Comme les premiers témoignages se sont révélés encourageants (Lire l’entretien avec Philippe El-Asmar, associé fondateur d’Amareos ), de plus en plus de talents jettent l’ancre au Port au parfum pour y présenter leur créativité et lui trouver un débouché.
Cerise sur le gâteau, les autorités de Hong Kong se sont invitées également dans la partie. A cet égard, leur objectif est affiché clairement, faire des fintech un domaine d’excellence de la Région Administrative Spéciale de Hong Kong (HKSAR). Et elles commencent à y mettre les moyens, ainsi que le reflète l’effort budgétaire qui lui est consacré pour 2016. (Lire l’entretien avec Charles Ng, Associate Director-General de InvestHK (Available in English) et l’encadré ci-dessous)
Au delà de la maturation
Selon le rapport récent du tout jeune « Groupe Directeur » (« Steering Group ») dédié aux technologies de la finance (établi par le gouvernement en avril 2015), afin de conseiller le gouvernement sur le développement et la promotion de Hong Kong en qualité de « Fintech hub », 48 des 100 plus grandes sociétés des fintech au monde seraient déjà présentes et actives au Port au parfum (en complément de l’écosystème local et des institutions financières internationales et de Chine continentale). Le nombre des startups spécialisées dans les fintech (enregistrées dans les espaces de travail en commun, les incubateurs et accélérateurs), quant à lui, aurait progressé de 16 % à la mi 2015 par rapport à fin 2014. Considérant que « l’écologie des fintech locales est en train de mûrir, » le « Groupe Directeur » estime qu’un soutien pertinent du gouvernement peut aider le secteur à franchir l’étape supérieure. Celui-ci passera par l’activation de cinq leviers, la promotion, la facilitation ou la mise en équation des ressources locales aux besoins des entreprises (en infrastructures par exemple), le recrutement et la formation des talents, le financement et la réglementation.

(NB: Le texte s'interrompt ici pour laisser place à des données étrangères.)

//! Accuracy levels and positioning method capabilities.

use std::fmt;
use std::str::FromStr;

use serde::{Deserialize, Serialize};

/// Reporting granularity of the location service.
///
/// Discriminants follow the GeoClue2 `GClueAccuracyLevel` numbering, which
/// is what goes over the wire.
#[derive(Debug, Clone, Copy, PartialEq, Eq, PartialOrd, Ord, Hash, Default, Serialize, Deserialize)]
#[serde(rename_all = "lowercase")]
#[repr(u32)]
pub enum AccuracyLevel {
    #[default]
    None = 0,
    Country = 1,
    City = 4,
    Neighborhood = 5,
    Street = 6,
    Exact = 8,
}

impl AccuracyLevel {
    /// Decode a raw wire value. Unknown values yield `None`.
    pub fn from_raw(value: u32) -> Option<Self> {
        match value {
            0 => Some(Self::None),
            1 => Some(Self::Country),
            4 => Some(Self::City),
            5 => Some(Self::Neighborhood),
            6 => Some(Self::Street),
            8 => Some(Self::Exact),
            _ => None,
        }
    }

    /// Raw wire value.
    pub fn as_raw(self) -> u32 {
        self as u32
    }
}

/// Coarse positioning capability, as requested by and reported to consumers.
#[derive(Debug, Clone, Copy, PartialEq, Eq, Hash, Default, Serialize, Deserialize)]
#[serde(rename_all = "kebab-case")]
pub enum PositioningMethods {
    /// No positioning at all.
    None,
    /// Satellite (GNSS) grade positioning only.
    Satellite,
    /// Network/WiFi/IP based positioning only.
    NonSatellite,
    /// Any method.
    #[default]
    All,
}

impl PositioningMethods {
    /// Accuracy level to request from the service for these preferences.
    pub fn requested_accuracy(self) -> AccuracyLevel {
        match self {
            Self::Satellite | Self::All => AccuracyLevel::Exact,
            Self::NonSatellite => AccuracyLevel::Street,
            Self::None => AccuracyLevel::None,
        }
    }

    /// Capability implied by the service's available accuracy level.
    pub fn from_available(level: AccuracyLevel) -> Self {
        match level {
            AccuracyLevel::Country
            | AccuracyLevel::City
            | AccuracyLevel::Neighborhood
            | AccuracyLevel::Street => Self::NonSatellite,
            AccuracyLevel::Exact => Self::All,
            AccuracyLevel::None => Self::None,
        }
    }
}

impl fmt::Display for PositioningMethods {
    fn fmt(&self, f: &mut fmt::Formatter<'_>) -> fmt::Result {
        let name = match self {
            Self::None => "none",
            Self::Satellite => "satellite",
            Self::NonSatellite => "non-satellite",
            Self::All => "all",
        };
        f.write_str(name)
    }
}

impl FromStr for PositioningMethods {
    type Err = String;

    fn from_str(s: &str) -> Result<Self, Self::Err> {
        match s.to_ascii_lowercase().as_str() {
            "none" => Ok(Self::None),
            "satellite" => Ok(Self::Satellite),
            "non-satellite" | "nonsatellite" => Ok(Self::NonSatellite),
            "all" => Ok(Self::All),
            other => Err(other.to_string()),
        }
    }
}

#[cfg(test)]
mod tests {
    use super::*;

    #[test]
    fn test_requested_accuracy() {
        assert_eq!(
            PositioningMethods::Satellite.requested_accuracy(),
            AccuracyLevel::Exact
        );
        assert_eq!(
            PositioningMethods::NonSatellite.requested_accuracy(),
            AccuracyLevel::Street
        );
        assert_eq!(PositioningMethods::All.requested_accuracy(), AccuracyLevel::Exact);
        assert_eq!(PositioningMethods::None.requested_accuracy(), AccuracyLevel::None);
    }

    #[test]
    fn test_capability_from_available() {
        for level in [
            AccuracyLevel::Country,
            AccuracyLevel::City,
            AccuracyLevel::Neighborhood,
            AccuracyLevel::Street,
        ] {
            assert_eq!(
                PositioningMethods::from_available(level),
                PositioningMethods::NonSatellite
            );
        }
        assert_eq!(
            PositioningMethods::from_available(AccuracyLevel::Exact),
            PositioningMethods::All
        );
        assert_eq!(
            PositioningMethods::from_available(AccuracyLevel::None),
            PositioningMethods::None
        );
    }

    #[test]
    fn test_raw_values() {
        assert_eq!(AccuracyLevel::Exact.as_raw(), 8);
        assert_eq!(AccuracyLevel::from_raw(6), Some(AccuracyLevel::Street));
        assert_eq!(AccuracyLevel::from_raw(2), None);
        assert_eq!(AccuracyLevel::from_raw(7), None);
    }

    #[test]
    fn test_ordering() {
        assert!(AccuracyLevel::None < AccuracyLevel::Country);
        assert!(AccuracyLevel::Street < AccuracyLevel::Exact);
    }

    #[test]
    fn test_methods_parse() {
        assert_eq!("all".parse::<PositioningMethods>(), Ok(PositioningMethods::All));
        assert_eq!(
            "Non-Satellite".parse::<PositioningMethods>(),
            Ok(PositioningMethods::NonSatellite)
        );
        assert!("gps".parse::<PositioningMethods>().is_err());
        assert_eq!(PositioningMethods::NonSatellite.to_string(), "non-satellite");
    }
}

Les régulateurs aux aguets
Ce volet sera sans doute l’un des plus sensibles et complexes à traiter. Comme le relève le rapport du « Steering Group », certaines activités des fintech vont transformer radicalement le paysage de certains marchés traditionnels. Ces mutations soulèveront inévitablement de nouvelles questions, susceptibles de remettre en cause le cadre réglementaire actuel. D’abord parce que la diffusion de certains des nouveaux produits à l’étude auront des conséquences de haute portée pour la protection des investisseurs, notamment dans les prêts « P2P » (pair à pair) ou dans « l’equity crowdfunding » (financement participatif). Il s’agit d’un élément que le « gouvernement et les régulateurs devront considérer attentivement, » avertit le « Groupe Directeur », qui a passé au crible les pratiques anglo-saxonne, australienne et singapourienne en la matière. Tout en garantissant un cadre d’exercice rassurant, les autorités réglementaires devront également éviter d’ériger des barrières à l’entrée trop contraignantes, au risque de décourager l’installation des entreprises innovantes à fort potentiel.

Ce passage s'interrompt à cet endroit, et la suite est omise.